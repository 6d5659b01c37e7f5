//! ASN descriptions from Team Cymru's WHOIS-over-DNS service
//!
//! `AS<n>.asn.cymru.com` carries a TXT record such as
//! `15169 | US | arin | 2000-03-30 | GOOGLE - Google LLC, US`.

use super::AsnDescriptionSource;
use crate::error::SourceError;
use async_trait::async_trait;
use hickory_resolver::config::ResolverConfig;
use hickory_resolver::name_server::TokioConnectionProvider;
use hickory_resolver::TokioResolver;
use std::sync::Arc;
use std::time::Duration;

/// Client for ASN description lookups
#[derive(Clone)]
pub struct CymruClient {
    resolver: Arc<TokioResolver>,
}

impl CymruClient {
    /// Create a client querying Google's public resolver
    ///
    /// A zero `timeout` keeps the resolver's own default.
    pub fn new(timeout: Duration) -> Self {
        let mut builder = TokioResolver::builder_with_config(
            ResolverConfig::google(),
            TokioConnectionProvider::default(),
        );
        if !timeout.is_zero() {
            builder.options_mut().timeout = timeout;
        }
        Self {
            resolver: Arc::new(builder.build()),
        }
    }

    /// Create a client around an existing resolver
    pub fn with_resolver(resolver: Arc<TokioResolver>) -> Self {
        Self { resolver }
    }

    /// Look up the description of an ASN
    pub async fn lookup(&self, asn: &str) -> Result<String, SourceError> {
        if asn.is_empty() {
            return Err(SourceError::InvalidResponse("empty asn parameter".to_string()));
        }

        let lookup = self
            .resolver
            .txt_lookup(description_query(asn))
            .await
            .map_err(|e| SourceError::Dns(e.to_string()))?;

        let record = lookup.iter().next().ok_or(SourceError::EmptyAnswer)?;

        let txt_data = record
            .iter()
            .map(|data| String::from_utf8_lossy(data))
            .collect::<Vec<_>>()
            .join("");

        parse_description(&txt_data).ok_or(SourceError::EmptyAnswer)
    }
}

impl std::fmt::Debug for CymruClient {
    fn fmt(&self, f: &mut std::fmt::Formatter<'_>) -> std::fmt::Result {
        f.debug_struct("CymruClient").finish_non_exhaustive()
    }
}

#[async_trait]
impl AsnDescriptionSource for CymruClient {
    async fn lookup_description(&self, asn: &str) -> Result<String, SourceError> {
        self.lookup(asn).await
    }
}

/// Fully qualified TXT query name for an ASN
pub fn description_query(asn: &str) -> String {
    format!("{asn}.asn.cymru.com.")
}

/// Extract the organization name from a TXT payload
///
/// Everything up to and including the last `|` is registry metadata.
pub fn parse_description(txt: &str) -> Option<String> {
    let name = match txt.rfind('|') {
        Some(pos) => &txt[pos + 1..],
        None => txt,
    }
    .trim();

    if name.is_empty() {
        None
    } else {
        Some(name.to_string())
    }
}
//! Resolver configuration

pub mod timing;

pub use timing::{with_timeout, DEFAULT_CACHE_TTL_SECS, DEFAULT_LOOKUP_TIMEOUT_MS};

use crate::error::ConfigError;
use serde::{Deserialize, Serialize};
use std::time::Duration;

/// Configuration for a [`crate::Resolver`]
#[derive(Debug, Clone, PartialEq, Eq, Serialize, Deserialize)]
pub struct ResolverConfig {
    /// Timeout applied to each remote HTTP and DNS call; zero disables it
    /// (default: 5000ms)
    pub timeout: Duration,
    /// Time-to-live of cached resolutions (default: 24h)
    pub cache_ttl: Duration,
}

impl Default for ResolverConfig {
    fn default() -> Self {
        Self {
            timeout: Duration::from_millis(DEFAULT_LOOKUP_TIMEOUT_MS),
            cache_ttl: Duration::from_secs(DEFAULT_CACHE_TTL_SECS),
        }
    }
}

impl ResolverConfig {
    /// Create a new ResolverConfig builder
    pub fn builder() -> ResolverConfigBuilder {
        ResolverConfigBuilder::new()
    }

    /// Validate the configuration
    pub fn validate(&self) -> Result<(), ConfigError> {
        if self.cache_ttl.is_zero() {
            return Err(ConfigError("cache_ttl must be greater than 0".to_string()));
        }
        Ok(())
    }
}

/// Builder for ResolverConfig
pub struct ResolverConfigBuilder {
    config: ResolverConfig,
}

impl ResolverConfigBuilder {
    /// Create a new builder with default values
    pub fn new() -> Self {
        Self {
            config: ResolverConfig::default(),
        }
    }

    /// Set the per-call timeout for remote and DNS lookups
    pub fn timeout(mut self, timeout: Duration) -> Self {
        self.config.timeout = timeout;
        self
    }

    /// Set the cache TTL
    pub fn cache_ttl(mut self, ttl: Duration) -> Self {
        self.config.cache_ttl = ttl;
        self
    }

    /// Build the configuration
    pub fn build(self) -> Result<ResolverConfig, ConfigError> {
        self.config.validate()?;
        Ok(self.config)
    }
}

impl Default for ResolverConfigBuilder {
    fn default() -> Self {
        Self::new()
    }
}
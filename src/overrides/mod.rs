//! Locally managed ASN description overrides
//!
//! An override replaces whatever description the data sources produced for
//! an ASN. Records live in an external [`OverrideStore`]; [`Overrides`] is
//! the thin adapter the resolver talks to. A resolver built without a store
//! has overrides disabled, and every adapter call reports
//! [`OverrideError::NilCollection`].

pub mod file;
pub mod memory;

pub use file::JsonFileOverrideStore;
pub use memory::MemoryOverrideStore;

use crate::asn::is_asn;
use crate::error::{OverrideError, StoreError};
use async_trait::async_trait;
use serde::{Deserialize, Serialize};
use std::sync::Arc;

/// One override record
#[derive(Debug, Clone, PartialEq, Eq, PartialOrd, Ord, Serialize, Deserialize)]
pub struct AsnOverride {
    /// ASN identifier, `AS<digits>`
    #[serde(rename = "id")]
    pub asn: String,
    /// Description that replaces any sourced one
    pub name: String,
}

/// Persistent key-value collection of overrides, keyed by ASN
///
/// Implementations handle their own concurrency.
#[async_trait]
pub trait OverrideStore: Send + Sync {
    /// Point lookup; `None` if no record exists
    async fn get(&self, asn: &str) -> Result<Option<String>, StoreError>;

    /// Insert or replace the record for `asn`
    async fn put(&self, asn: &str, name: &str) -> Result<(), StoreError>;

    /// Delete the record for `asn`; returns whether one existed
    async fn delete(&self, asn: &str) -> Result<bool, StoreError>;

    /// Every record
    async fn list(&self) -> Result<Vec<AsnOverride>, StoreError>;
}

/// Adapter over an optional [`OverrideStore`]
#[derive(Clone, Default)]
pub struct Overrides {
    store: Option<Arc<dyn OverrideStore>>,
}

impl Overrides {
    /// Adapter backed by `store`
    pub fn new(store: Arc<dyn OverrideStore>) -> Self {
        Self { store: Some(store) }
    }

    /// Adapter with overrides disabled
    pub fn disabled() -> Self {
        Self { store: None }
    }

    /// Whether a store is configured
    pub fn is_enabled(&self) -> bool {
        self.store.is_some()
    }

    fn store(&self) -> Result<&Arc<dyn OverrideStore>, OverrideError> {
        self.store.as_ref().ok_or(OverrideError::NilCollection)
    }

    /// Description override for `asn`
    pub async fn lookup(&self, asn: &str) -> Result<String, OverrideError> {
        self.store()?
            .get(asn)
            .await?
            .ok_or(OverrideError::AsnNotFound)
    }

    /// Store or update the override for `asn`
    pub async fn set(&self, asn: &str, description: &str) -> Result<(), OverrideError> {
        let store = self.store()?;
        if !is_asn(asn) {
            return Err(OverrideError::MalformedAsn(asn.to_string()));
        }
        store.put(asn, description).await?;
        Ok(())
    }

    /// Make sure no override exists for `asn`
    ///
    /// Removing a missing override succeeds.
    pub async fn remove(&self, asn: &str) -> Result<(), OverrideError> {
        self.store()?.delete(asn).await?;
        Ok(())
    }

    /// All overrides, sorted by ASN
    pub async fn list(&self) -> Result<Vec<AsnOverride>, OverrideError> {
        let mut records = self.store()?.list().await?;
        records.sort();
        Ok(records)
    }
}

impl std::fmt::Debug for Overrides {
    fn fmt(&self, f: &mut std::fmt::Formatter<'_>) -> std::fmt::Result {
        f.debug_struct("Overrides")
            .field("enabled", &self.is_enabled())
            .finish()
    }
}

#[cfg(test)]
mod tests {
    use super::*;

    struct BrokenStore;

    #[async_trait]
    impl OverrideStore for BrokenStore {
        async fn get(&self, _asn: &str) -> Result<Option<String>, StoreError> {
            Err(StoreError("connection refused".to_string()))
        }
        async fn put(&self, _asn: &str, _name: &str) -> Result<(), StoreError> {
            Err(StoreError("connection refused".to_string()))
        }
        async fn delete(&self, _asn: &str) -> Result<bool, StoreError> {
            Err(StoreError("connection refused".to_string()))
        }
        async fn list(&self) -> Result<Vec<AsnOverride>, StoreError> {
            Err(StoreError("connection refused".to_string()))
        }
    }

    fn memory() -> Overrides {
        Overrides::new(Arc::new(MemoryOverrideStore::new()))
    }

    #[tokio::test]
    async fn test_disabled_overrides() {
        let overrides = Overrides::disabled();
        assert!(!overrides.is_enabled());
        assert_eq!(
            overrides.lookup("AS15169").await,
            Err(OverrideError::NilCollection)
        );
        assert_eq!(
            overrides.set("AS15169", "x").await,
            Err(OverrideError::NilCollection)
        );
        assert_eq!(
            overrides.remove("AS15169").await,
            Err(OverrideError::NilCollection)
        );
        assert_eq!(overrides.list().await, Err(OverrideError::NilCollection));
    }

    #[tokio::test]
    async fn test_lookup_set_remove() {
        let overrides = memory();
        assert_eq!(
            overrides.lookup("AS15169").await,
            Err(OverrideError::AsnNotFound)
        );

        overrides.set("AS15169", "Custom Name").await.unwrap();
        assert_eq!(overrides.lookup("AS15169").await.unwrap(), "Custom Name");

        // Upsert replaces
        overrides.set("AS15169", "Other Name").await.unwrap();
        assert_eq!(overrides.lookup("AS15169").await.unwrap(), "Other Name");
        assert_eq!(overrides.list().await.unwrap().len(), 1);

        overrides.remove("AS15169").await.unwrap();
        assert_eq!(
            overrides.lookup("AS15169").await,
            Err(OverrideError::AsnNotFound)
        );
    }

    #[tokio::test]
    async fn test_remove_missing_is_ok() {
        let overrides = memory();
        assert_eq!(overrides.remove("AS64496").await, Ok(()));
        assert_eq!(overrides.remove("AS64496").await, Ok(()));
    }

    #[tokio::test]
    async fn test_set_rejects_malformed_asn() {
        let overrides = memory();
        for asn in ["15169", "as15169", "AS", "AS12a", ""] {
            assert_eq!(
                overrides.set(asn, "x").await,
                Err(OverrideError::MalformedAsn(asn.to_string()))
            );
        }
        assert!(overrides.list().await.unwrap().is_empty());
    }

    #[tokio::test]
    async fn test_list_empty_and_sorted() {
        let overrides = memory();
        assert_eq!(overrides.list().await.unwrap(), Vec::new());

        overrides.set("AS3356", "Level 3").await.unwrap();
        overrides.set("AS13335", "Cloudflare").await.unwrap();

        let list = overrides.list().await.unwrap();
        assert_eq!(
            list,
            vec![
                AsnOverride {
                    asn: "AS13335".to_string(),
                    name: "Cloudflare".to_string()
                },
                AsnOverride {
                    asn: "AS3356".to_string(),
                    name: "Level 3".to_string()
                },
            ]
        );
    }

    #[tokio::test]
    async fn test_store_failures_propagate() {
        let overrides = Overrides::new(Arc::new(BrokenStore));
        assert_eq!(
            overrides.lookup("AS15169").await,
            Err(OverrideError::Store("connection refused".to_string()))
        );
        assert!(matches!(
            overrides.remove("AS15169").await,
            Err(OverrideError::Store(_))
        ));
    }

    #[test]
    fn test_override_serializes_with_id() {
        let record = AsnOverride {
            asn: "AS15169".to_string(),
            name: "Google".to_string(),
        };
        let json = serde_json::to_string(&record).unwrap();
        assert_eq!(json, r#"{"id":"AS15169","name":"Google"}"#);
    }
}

* Aim of the task
Scan the material above for the string "PartialEq", returning each line that contains it.

* Reply
#[derive(Debug, Clone, PartialEq, Eq, Serialize, Deserialize)]
#[derive(Debug, Clone, PartialEq, Eq, PartialOrd, Ord, Serialize, Deserialize)]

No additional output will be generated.